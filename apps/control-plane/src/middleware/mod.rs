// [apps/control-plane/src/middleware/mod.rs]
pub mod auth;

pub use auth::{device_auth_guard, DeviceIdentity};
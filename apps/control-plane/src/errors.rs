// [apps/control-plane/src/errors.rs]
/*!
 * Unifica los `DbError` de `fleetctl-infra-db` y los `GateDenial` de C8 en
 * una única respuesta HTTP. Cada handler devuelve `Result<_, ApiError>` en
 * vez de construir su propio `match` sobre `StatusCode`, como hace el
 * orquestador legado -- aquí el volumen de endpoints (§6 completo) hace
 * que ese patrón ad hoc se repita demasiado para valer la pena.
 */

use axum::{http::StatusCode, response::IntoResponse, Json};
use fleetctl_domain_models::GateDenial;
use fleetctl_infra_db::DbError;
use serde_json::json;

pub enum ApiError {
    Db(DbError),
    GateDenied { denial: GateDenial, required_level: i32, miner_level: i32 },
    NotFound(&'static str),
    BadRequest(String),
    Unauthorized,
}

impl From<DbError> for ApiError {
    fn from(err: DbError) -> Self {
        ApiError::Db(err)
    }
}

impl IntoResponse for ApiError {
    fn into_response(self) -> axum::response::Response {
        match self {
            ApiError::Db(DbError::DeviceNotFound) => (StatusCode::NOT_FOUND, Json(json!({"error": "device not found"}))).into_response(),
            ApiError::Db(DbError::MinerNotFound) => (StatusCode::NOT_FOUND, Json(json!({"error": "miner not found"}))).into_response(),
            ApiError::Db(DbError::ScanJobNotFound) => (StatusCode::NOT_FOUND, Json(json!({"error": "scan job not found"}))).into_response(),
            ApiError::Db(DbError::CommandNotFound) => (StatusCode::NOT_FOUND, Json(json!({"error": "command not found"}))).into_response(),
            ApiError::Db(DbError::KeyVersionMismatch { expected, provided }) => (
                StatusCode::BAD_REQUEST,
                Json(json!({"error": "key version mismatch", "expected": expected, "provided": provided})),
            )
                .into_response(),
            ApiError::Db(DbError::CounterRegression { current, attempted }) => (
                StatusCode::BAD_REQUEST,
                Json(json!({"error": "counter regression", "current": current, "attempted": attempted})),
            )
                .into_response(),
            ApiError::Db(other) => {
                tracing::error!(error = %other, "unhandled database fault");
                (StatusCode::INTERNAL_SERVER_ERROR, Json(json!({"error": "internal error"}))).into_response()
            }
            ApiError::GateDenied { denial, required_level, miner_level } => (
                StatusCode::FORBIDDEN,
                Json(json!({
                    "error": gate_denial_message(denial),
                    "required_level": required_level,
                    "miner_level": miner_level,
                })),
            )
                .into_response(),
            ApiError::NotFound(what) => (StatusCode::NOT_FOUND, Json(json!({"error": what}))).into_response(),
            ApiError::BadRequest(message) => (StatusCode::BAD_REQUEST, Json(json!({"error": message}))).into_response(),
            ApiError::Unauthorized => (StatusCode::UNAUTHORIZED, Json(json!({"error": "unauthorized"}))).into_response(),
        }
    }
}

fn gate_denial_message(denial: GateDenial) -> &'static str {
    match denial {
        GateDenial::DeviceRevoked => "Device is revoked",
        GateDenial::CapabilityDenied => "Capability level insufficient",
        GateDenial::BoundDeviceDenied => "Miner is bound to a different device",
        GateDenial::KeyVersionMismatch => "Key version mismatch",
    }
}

_ _ _ _ _ _ _

### WORK ITEM
The only thing to give is how many lines of the listing include the word "control".

### SOLUTION TO THIS EXERCISE
4